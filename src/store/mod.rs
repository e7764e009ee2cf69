pub mod local;
pub mod remote;
pub mod storage;


use async_trait::async_trait;

use crate::error::{StoreError, StoreResult};
use crate::models::{Playlist, Song};

pub use local::LocalPlaylistStore;
pub use remote::RemotePlaylistStore;
pub use storage::{FileStorage, KeyValueStorage, MemoryStorage};

/// The authoritative playlist collection.
///
/// Every operation returns the full collection as it stands afterwards, so
/// callers replace their view wholesale instead of patching it.
#[cfg_attr(test, mockall::automock)]
#[async_trait]
pub trait PlaylistStore: Send + Sync {
    /// All playlists visible to the token holder
    async fn list_playlists(&self, token: &str) -> StoreResult<Vec<Playlist>>;

    /// Insert `songs` at the front of the playlist, keeping their order.
    /// Nothing is deduplicated.
    async fn add_songs(
        &self,
        token: &str,
        playlist_id: &str,
        songs: &[Song],
    ) -> StoreResult<Vec<Playlist>>;

    /// Optional capability: backends without it return the collection unchanged
    async fn create_playlist(&self, token: &str, name: &str) -> StoreResult<Vec<Playlist>>;
}

/// Reject empty tokens before any I/O happens. Tokens are opaque otherwise.
pub(crate) fn require_token(token: &str) -> StoreResult<()> {
    if token.is_empty() {
        return Err(StoreError::Unauthorized);
    }
    Ok(())
}

/// Songs first, then whatever the playlist already held
pub(crate) fn prepend_songs(playlist: &mut Playlist, songs: &[Song]) {
    playlist.songs.splice(0..0, songs.iter().cloned());
}
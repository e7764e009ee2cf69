use chrono::Utc;
use tracing::info;

use crate::error::SessionError;
use crate::generation::SongGenerator;
use crate::models::{CandidateId, Playlist, User};
use crate::store::PlaylistStore;
use crate::workflow::Workflow;

/// A logged in user working against one store and one generator.
///
/// The session owns everything it talks to; nothing is shared globally.
pub struct CurationSession {
    user: User,
    store: Box<dyn PlaylistStore>,
    generator: Box<dyn SongGenerator>,
    workflow: Workflow,
}

impl CurationSession {
    /// Any non-blank token is accepted here; the store checks it on first use
    pub fn login(
        token: &str,
        store: Box<dyn PlaylistStore>,
        generator: Box<dyn SongGenerator>,
    ) -> Result<Self, SessionError> {
        let user = User::from_token(token).ok_or(SessionError::EmptyToken)?;
        info!(username = %user.username, "Logged in");
        Ok(CurationSession {
            user,
            store,
            generator,
            workflow: Workflow::new(),
        })
    }

    pub fn user(&self) -> &User {
        &self.user
    }

    pub fn workflow(&self) -> &Workflow {
        &self.workflow
    }

    pub fn workflow_mut(&mut self) -> &mut Workflow {
        &mut self.workflow
    }

    /// Re-read the whole collection from the store
    pub async fn refresh(&mut self) -> Result<&[Playlist], SessionError> {
        let playlists = self.store.list_playlists(&self.user.token).await?;
        self.workflow.set_playlists(playlists);
        Ok(self.workflow.playlists())
    }

    /// Run one generation for the current input, returning how many
    /// candidates are now presented
    pub async fn generate(&mut self) -> Result<usize, SessionError> {
        let ticket = self.workflow.begin_generation()?;
        let songs = self.generator.generate(ticket.mode, &ticket.input).await;
        self.workflow
            .finish_generation(&ticket, songs, Utc::now().timestamp_millis());
        Ok(self.workflow.candidates().len())
    }

    pub fn toggle(&mut self, id: &CandidateId) -> Result<bool, SessionError> {
        Ok(self.workflow.toggle(id)?)
    }

    pub fn deselect(&mut self, id: &CandidateId) -> Result<(), SessionError> {
        Ok(self.workflow.deselect(id)?)
    }

    /// Write the selected candidates to the target playlist
    pub async fn commit(&mut self) -> Result<&[Playlist], SessionError> {
        let ticket = self.workflow.begin_commit()?;
        let result = self
            .store
            .add_songs(&self.user.token, &ticket.playlist_id, &ticket.songs)
            .await;
        self.workflow.finish_commit(result)?;
        Ok(self.workflow.playlists())
    }

    pub async fn create_playlist(&mut self, name: &str) -> Result<&[Playlist], SessionError> {
        let playlists = self.store.create_playlist(&self.user.token, name).await?;
        self.workflow.set_playlists(playlists);
        Ok(self.workflow.playlists())
    }

    /// Forget the user. Nothing is invalidated server side.
    pub fn logout(self) {
        info!(username = %self.user.username, "Logged out");
    }
}
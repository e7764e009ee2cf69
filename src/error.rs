use thiserror::Error;

use crate::models::CandidateId;

/// Errors raised by a playlist store
#[derive(Error, Debug, Clone, PartialEq, Eq)]
pub enum StoreError {
    /// Missing or empty bearer token, or the backend refused it
    #[error("Unauthorized")]
    Unauthorized,

    #[error("Playlist not found: {0}")]
    NotFound(String),

    /// Backend unreachable, non-success status or unusable payload
    #[error("Transport error: {0}")]
    Transport(String),

    /// Local document could not be read, written or decoded
    #[error("Storage error: {0}")]
    Storage(String),
}

/// Errors from the text-generation path
#[derive(Error, Debug, Clone, PartialEq, Eq)]
pub enum GenerationError {
    #[error("Generation request failed: {0}")]
    Transport(String),

    #[error("Generated response does not match the song schema: {0}")]
    SchemaViolation(String),
}

/// Rejected workflow transitions
#[derive(Error, Debug, Clone, PartialEq, Eq)]
pub enum WorkflowError {
    #[error("Input is empty")]
    EmptyInput,

    #[error("Another {0} is still in flight")]
    Busy(&'static str),

    #[error("No candidates are being presented")]
    NotPresented,

    #[error("No candidates are selected")]
    NothingSelected,

    #[error("No target playlist is selected")]
    NoTargetPlaylist,

    #[error("Unknown candidate: {0}")]
    UnknownCandidate(CandidateId),
}

/// Errors surfaced by a curation session
#[derive(Error, Debug, Clone, PartialEq, Eq)]
pub enum SessionError {
    #[error("Login requires a non-empty token")]
    EmptyToken,

    #[error(transparent)]
    Workflow(#[from] WorkflowError),

    #[error(transparent)]
    Store(#[from] StoreError),
}

pub type StoreResult<T> = std::result::Result<T, StoreError>;
use std::path::PathBuf;
use std::str::FromStr;
use std::time::Duration;

use anyhow::{Context, Result};
use clap::ValueEnum;

use crate::generation::{DEFAULT_ARTIST_BATCH_SIZE, gemini};
use crate::store::{local, remote};

/// Which playlist store to use
#[derive(Debug, Clone, Copy, PartialEq, Eq, ValueEnum)]
pub enum BackendKind {
    /// JSON document on local disk
    Local,
    /// REST playlist backend
    Remote,
}

/// Configuration loaded from environment variables
#[derive(Debug, Clone)]
pub struct Config {
    pub backend: BackendKind,
    pub api_base_url: String,
    pub gemini_api_key: Option<String>,
    pub gemini_model: String,
    pub gemini_base_url: String,
    pub local_db_dir: PathBuf,
    pub network_delay: Duration,
    pub artist_batch_size: usize,
    pub token: Option<String>,
}

/// Load configuration from `.env` and environment
pub fn load_config() -> Result<Config> {
    // Load `.env` file if present
    dotenv::dotenv().ok();
    Config::from_lookup(|key| std::env::var(key).ok())
}

impl Config {
    /// Build a config from any variable source. Blank values count as unset.
    pub fn from_lookup(lookup: impl Fn(&str) -> Option<String>) -> Result<Config> {
        let var = |key: &str| lookup(key).filter(|v| !v.trim().is_empty());

        let backend = match var("CURATOR_BACKEND") {
            Some(raw) => <BackendKind as ValueEnum>::from_str(&raw, true)
                .map_err(|e| anyhow::anyhow!("Invalid CURATOR_BACKEND '{raw}': {e}"))?,
            None => BackendKind::Local,
        };
        let network_delay = match var("NETWORK_DELAY_MS") {
            Some(raw) => Duration::from_millis(
                u64::from_str(raw.trim())
                    .with_context(|| format!("Invalid NETWORK_DELAY_MS '{raw}'"))?,
            ),
            None => local::DEFAULT_LATENCY,
        };
        let artist_batch_size = match var("ARTIST_BATCH_SIZE") {
            Some(raw) => usize::from_str(raw.trim())
                .with_context(|| format!("Invalid ARTIST_BATCH_SIZE '{raw}'"))?,
            None => DEFAULT_ARTIST_BATCH_SIZE,
        };

        Ok(Config {
            backend,
            api_base_url: var("API_BASE_URL").unwrap_or_else(|| remote::DEFAULT_BASE_URL.to_string()),
            gemini_api_key: var("GEMINI_API_KEY").or_else(|| var("API_KEY")),
            gemini_model: var("GEMINI_MODEL").unwrap_or_else(|| gemini::DEFAULT_MODEL.to_string()),
            gemini_base_url: var("GEMINI_BASE_URL")
                .unwrap_or_else(|| gemini::DEFAULT_BASE_URL.to_string()),
            local_db_dir: var("LOCAL_DB_DIR")
                .map(PathBuf::from)
                .unwrap_or_else(|| PathBuf::from(".playlist-curator")),
            network_delay,
            artist_batch_size,
            token: var("MUSIC_TOKEN"),
        })
    }
}
use serde::{Deserialize, Serialize};
use std::fmt;

/// A song as stored in a playlist
#[derive(Debug, Clone, PartialEq, Eq, Serialize, Deserialize)]
#[serde(rename_all = "camelCase")]
pub struct Song {
    pub id: String,
    pub title: String,
    pub artist: String,
    #[serde(default, skip_serializing_if = "Option::is_none")]
    pub album: Option<String>,
    /// Free text, e.g. "3:45". Never parsed.
    #[serde(default, skip_serializing_if = "Option::is_none")]
    pub duration: Option<String>,
    #[serde(default, skip_serializing_if = "Option::is_none")]
    pub cover_url: Option<String>,
}

impl Song {
    pub fn new(id: impl Into<String>, title: impl Into<String>, artist: impl Into<String>) -> Self {
        Song {
            id: id.into(),
            title: title.into(),
            artist: artist.into(),
            album: None,
            duration: None,
            cover_url: None,
        }
    }

    /// Single display string ("title artist") the remote backend searches by
    pub fn display_name(&self) -> String {
        format!("{} {}", self.title, self.artist).trim().to_string()
    }
}

/// Closed set of playlist kinds
#[derive(Debug, Clone, Copy, PartialEq, Eq, Default, Serialize, Deserialize)]
#[serde(rename_all = "lowercase")]
pub enum PlaylistType {
    #[default]
    Playlist,
    Artist,
    Album,
    Liked,
}

#[derive(Debug, Clone, PartialEq, Eq, Serialize, Deserialize)]
#[serde(rename_all = "camelCase")]
pub struct Playlist {
    pub id: String,
    pub name: String,
    #[serde(default, skip_serializing_if = "Option::is_none")]
    pub description: Option<String>,
    /// Most recently added songs first
    #[serde(default)]
    pub songs: Vec<Song>,
    #[serde(default, skip_serializing_if = "Option::is_none")]
    pub cover_url: Option<String>,
    #[serde(default, skip_serializing_if = "Option::is_none")]
    pub is_pinned: Option<bool>,
    #[serde(rename = "type", default)]
    pub kind: PlaylistType,
}

impl Playlist {
    pub fn new(id: impl Into<String>, name: impl Into<String>, kind: PlaylistType) -> Self {
        Playlist {
            id: id.into(),
            name: name.into(),
            description: None,
            songs: Vec::new(),
            cover_url: None,
            is_pinned: None,
            kind,
        }
    }

    pub fn pinned(&self) -> bool {
        self.is_pinned.unwrap_or(false)
    }
}

/// Token the demo login recognises
pub const DEMO_TOKEN: &str = "123";
const DEMO_USERNAME: &str = "Playlist Curator";
const DEFAULT_USERNAME: &str = "User";

/// A logged in user. The token is never validated beyond being non-empty.
#[derive(Debug, Clone, PartialEq, Eq)]
pub struct User {
    pub username: String,
    pub token: String,
}

impl User {
    /// Build a user from a raw login token, `None` when the token is blank
    pub fn from_token(raw: &str) -> Option<Self> {
        let token = raw.trim();
        if token.is_empty() {
            return None;
        }
        let username = if token == DEMO_TOKEN {
            DEMO_USERNAME
        } else {
            DEFAULT_USERNAME
        };
        Some(User {
            username: username.to_string(),
            token: token.to_string(),
        })
    }
}

/// How raw input is turned into a generation prompt
#[derive(Debug, Clone, Copy, PartialEq, Eq, Default, Serialize, Deserialize)]
#[serde(rename_all = "snake_case")]
pub enum InsertionMode {
    ByArtist,
    #[default]
    ByList,
}

impl fmt::Display for InsertionMode {
    fn fmt(&self, f: &mut fmt::Formatter<'_>) -> fmt::Result {
        match self {
            InsertionMode::ByArtist => write!(f, "by-artist"),
            InsertionMode::ByList => write!(f, "by-list"),
        }
    }
}

/// One song as returned by the text-generation service.
/// All four fields are required and nothing else is accepted.
#[derive(Debug, Clone, PartialEq, Eq, Serialize, Deserialize)]
#[serde(deny_unknown_fields)]
pub struct GeneratedSong {
    pub title: String,
    pub artist: String,
    pub album: String,
    pub duration: String,
}

/// Transient client-side identity of an unsaved candidate.
/// Only unique within the batch that produced it.
#[derive(Debug, Clone, PartialEq, Eq, Hash, PartialOrd, Ord)]
pub struct CandidateId(pub String);

impl fmt::Display for CandidateId {
    fn fmt(&self, f: &mut fmt::Formatter<'_>) -> fmt::Result {
        f.write_str(&self.0)
    }
}

/// A generated song waiting for the user to keep or drop it
#[derive(Debug, Clone, PartialEq, Eq)]
pub struct Candidate {
    pub id: CandidateId,
    pub song: GeneratedSong,
    pub cover_url: String,
}

impl Candidate {
    /// Assign transient ids and placeholder covers to a freshly received batch
    pub fn assign(batch: Vec<GeneratedSong>, stamp: i64) -> Vec<Candidate> {
        batch
            .into_iter()
            .enumerate()
            .map(|(index, song)| Candidate {
                id: CandidateId(format!("{stamp}-{index}")),
                cover_url: placeholder_cover(&song.title, &song.artist),
                song,
            })
            .collect()
    }

    /// The song to persist. The transient id travels along as the song id.
    pub fn to_song(&self) -> Song {
        Song {
            id: self.id.0.clone(),
            title: self.song.title.clone(),
            artist: self.song.artist.clone(),
            album: Some(self.song.album.clone()),
            duration: Some(self.song.duration.clone()),
            cover_url: Some(self.cover_url.clone()),
        }
    }
}

/// Deterministic cover image for a title/artist pair
pub fn placeholder_cover(title: &str, artist: &str) -> String {
    let seed: String = title
        .chars()
        .chain(artist.chars())
        .filter(|c| !c.is_whitespace())
        .collect();
    format!(
        "https://picsum.photos/seed/{:x}/64/64",
        md5::compute(seed.as_bytes())
    )
}

/// Response of the remote playlists endpoint: either a bare array or `{ "playlists": [...] }`
#[derive(Debug, Deserialize)]
#[serde(untagged)]
pub enum PlaylistsResponse {
    Wrapped { playlists: Vec<Playlist> },
    Bare(Vec<Playlist>),
}

impl PlaylistsResponse {
    pub fn into_playlists(self) -> Vec<Playlist> {
        match self {
            PlaylistsResponse::Wrapped { playlists } => playlists,
            PlaylistsResponse::Bare(playlists) => playlists,
        }
    }
}

/// Request body for adding songs on the remote backend
#[derive(Debug, Serialize)]
pub struct AddSongsRequest {
    /// One "title artist" string per song
    pub songs: Vec<String>,
}

/// Request body for Gemini `generateContent`
#[derive(Debug, Serialize)]
#[serde(rename_all = "camelCase")]
pub struct GenerateContentRequest {
    pub contents: Vec<Content>,
    pub generation_config: GenerationConfig,
}

#[derive(Debug, Serialize, Deserialize)]
pub struct Content {
    #[serde(default)]
    pub parts: Vec<Part>,
}

#[derive(Debug, Serialize, Deserialize)]
pub struct Part {
    #[serde(default)]
    pub text: Option<String>,
}

#[derive(Debug, Serialize)]
#[serde(rename_all = "camelCase")]
pub struct GenerationConfig {
    pub response_mime_type: String,
    pub response_schema: serde_json::Value,
}

/// Response of Gemini `generateContent`
#[derive(Debug, Deserialize)]
pub struct GenerateContentResponse {
    #[serde(default)]
    pub candidates: Vec<ResponseCandidate>,
}

#[derive(Debug, Deserialize)]
pub struct ResponseCandidate {
    pub content: Option<Content>,
}

impl GenerateContentResponse {
    /// Text of the first candidate, all parts joined. Empty when there is none.
    pub fn text(&self) -> String {
        self.candidates
            .first()
            .and_then(|c| c.content.as_ref())
            .map(|content| {
                content
                    .parts
                    .iter()
                    .filter_map(|part| part.text.as_deref())
                    .collect::<String>()
            })
            .unwrap_or_default()
    }
}

#[cfg(test)]
mod tests {
    use super::*;

    fn generated(title: &str, artist: &str) -> GeneratedSong {
        GeneratedSong {
            title: title.to_string(),
            artist: artist.to_string(),
            album: "Single".to_string(),
            duration: "3:00".to_string(),
        }
    }

    #[test]
    fn test_playlist_uses_wire_field_names() {
        let json = r#"{
            "id": "liked-songs",
            "name": "Liked",
            "type": "liked",
            "isPinned": true,
            "songs": [{"id": "1", "title": "A", "artist": "B", "coverUrl": "x"}]
        }"#;
        let playlist: Playlist = serde_json::from_str(json).unwrap();

        assert_eq!(playlist.kind, PlaylistType::Liked);
        assert!(playlist.pinned());
        assert_eq!(playlist.songs[0].cover_url.as_deref(), Some("x"));
        assert!(playlist.songs[0].album.is_none());

        let back = serde_json::to_value(&playlist).unwrap();
        assert_eq!(back["type"], "liked");
        assert_eq!(back["isPinned"], true);
        assert!(back.get("description").is_none());
    }

    #[test]
    fn test_playlist_defaults_missing_songs_and_type() {
        let playlist: Playlist = serde_json::from_str(r#"{"id": "p", "name": "P"}"#).unwrap();
        assert!(playlist.songs.is_empty());
        assert_eq!(playlist.kind, PlaylistType::Playlist);
        assert!(!playlist.pinned());
    }

    #[test]
    fn test_login_rules() {
        assert!(User::from_token("").is_none());
        assert!(User::from_token("   ").is_none());

        let demo = User::from_token(" 123 ").unwrap();
        assert_eq!(demo.username, "Playlist Curator");
        assert_eq!(demo.token, "123");

        let other = User::from_token("abc").unwrap();
        assert_eq!(other.username, "User");
    }

    #[test]
    fn test_generated_song_rejects_extra_and_missing_fields() {
        let extra = r#"{"title":"a","artist":"b","album":"c","duration":"d","year":"1999"}"#;
        assert!(serde_json::from_str::<GeneratedSong>(extra).is_err());

        let missing = r#"{"title":"a","artist":"b","album":"c"}"#;
        assert!(serde_json::from_str::<GeneratedSong>(missing).is_err());
    }

    #[test]
    fn test_candidates_get_batch_ids_and_stable_covers() {
        let batch = vec![generated("Hey Jude", "The Beatles"), generated("Let It Be", "The Beatles")];
        let candidates = Candidate::assign(batch, 42);

        assert_eq!(candidates[0].id, CandidateId("42-0".to_string()));
        assert_eq!(candidates[1].id, CandidateId("42-1".to_string()));
        assert_eq!(
            candidates[0].cover_url,
            placeholder_cover("HeyJude", "TheBeatles")
        );
        assert_ne!(candidates[0].cover_url, candidates[1].cover_url);
        assert!(candidates[0].cover_url.starts_with("https://picsum.photos/seed/"));
    }

    #[test]
    fn test_candidate_to_song_carries_everything() {
        let candidate = Candidate::assign(vec![generated("X", "Y")], 7).remove(0);
        let song = candidate.to_song();

        assert_eq!(song.id, "7-0");
        assert_eq!(song.album.as_deref(), Some("Single"));
        assert_eq!(song.duration.as_deref(), Some("3:00"));
        assert_eq!(song.display_name(), "X Y");
    }

    #[test]
    fn test_playlists_response_accepts_both_shapes() {
        let bare = r#"[{"id": "a", "name": "A"}]"#;
        let wrapped = r#"{"playlists": [{"id": "a", "name": "A"}]}"#;

        let from_bare = serde_json::from_str::<PlaylistsResponse>(bare).unwrap().into_playlists();
        let from_wrapped = serde_json::from_str::<PlaylistsResponse>(wrapped)
            .unwrap()
            .into_playlists();

        assert_eq!(from_bare, from_wrapped);
        assert_eq!(from_bare[0].id, "a");
    }

    #[test]
    fn test_generate_content_text_joins_parts() {
        let json = r#"{"candidates": [{"content": {"parts": [{"text": "[{"}, {"text": "}]"}]}}]}"#;
        let response: GenerateContentResponse = serde_json::from_str(json).unwrap();
        assert_eq!(response.text(), "[{}]");

        let empty: GenerateContentResponse = serde_json::from_str("{}").unwrap();
        assert_eq!(empty.text(), "");
    }

    #[test]
    fn test_display_name_trims_missing_artist() {
        assert_eq!(Song::new("1", "Solo", "").display_name(), "Solo");
    }
}
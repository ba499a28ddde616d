//! # Arbitration Interval Tracking
//!
//! Bounded history of inter-arrival times for arbitration-error
//! interrupts. The moving average over the last [`HISTORY_SAMPLES`]
//! arrivals is a coarse health signal: a collapsing average means the
//! arbiter is faulting at a rate worth investigating.

use spin::Mutex;

// =============================================================================
// HISTORY CONFIGURATION
// =============================================================================

/// Number of interval samples kept in the ring
pub const HISTORY_SAMPLES: usize = 20;

// =============================================================================
// SAMPLES
// =============================================================================

/// One recorded arrival
#[derive(Debug, Clone, Copy, Default)]
pub struct ArbSample {
    /// Arrival timestamp in nanoseconds
    pub time: u64,
    /// Interval to the previous arrival in nanoseconds
    pub interval: u64,
}

struct History {
    samples: [ArbSample; HISTORY_SAMPLES],
    /// Next write position
    head: usize,
    /// Populated slots, saturates at the ring capacity
    len: usize,
    /// Timestamp of the most recent arrival
    last_time: Option<u64>,
}

// =============================================================================
// ARBITRATION TRACKER
// =============================================================================

/// Moving-average tracker for arbitration interrupt timing
///
/// Writer (deferred interrupt context) and reader (diagnostics context)
/// share the one lock; critical sections are bounded by the ring size,
/// so holding it briefly from non-blocking context is fine.
pub struct ArbTracker {
    inner: Mutex<History>,
}

impl ArbTracker {
    /// Create an empty tracker
    pub const fn new() -> Self {
        Self {
            inner: Mutex::new(History {
                samples: [ArbSample { time: 0, interval: 0 }; HISTORY_SAMPLES],
                head: 0,
                len: 0,
                last_time: None,
            }),
        }
    }

    /// Record an arrival
    ///
    /// The first arrival only seeds the timestamp; every later one
    /// stores an interval sample, evicting the oldest once the ring is
    /// full.
    pub fn record(&self, now_ns: u64) {
        let mut h = self.inner.lock();
        if let Some(last) = h.last_time {
            let sample = ArbSample {
                time: now_ns,
                interval: now_ns.saturating_sub(last),
            };
            let head = h.head;
            h.samples[head] = sample;
            h.head = (head + 1) % HISTORY_SAMPLES;
            if h.len < HISTORY_SAMPLES {
                h.len += 1;
            }
        }
        h.last_time = Some(now_ns);
    }

    /// Arithmetic mean interval over the populated slots, 0 if empty
    pub fn average(&self) -> u64 {
        let h = self.inner.lock();
        if h.len == 0 {
            return 0;
        }
        let sum: u64 = h.samples[..h.len].iter().map(|s| s.interval).sum();
        sum / h.len as u64
    }

    /// Number of populated interval slots
    pub fn sample_count(&self) -> usize {
        self.inner.lock().len
    }
}

impl core::fmt::Debug for ArbTracker {
    fn fmt(&self, f: &mut core::fmt::Formatter<'_>) -> core::fmt::Result {
        f.debug_struct("ArbTracker")
            .field("samples", &self.sample_count())
            .finish()
    }
}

====

WORK TASK → If a line of the material contains the word "collection", pick it out and copy it.

TASK RESULT →
/// The authoritative playlist collection.
/// Every operation returns the full collection as it stands afterwards, so
    /// Optional capability: backends without it return the collection unchanged
    /// Re-read the whole collection from the store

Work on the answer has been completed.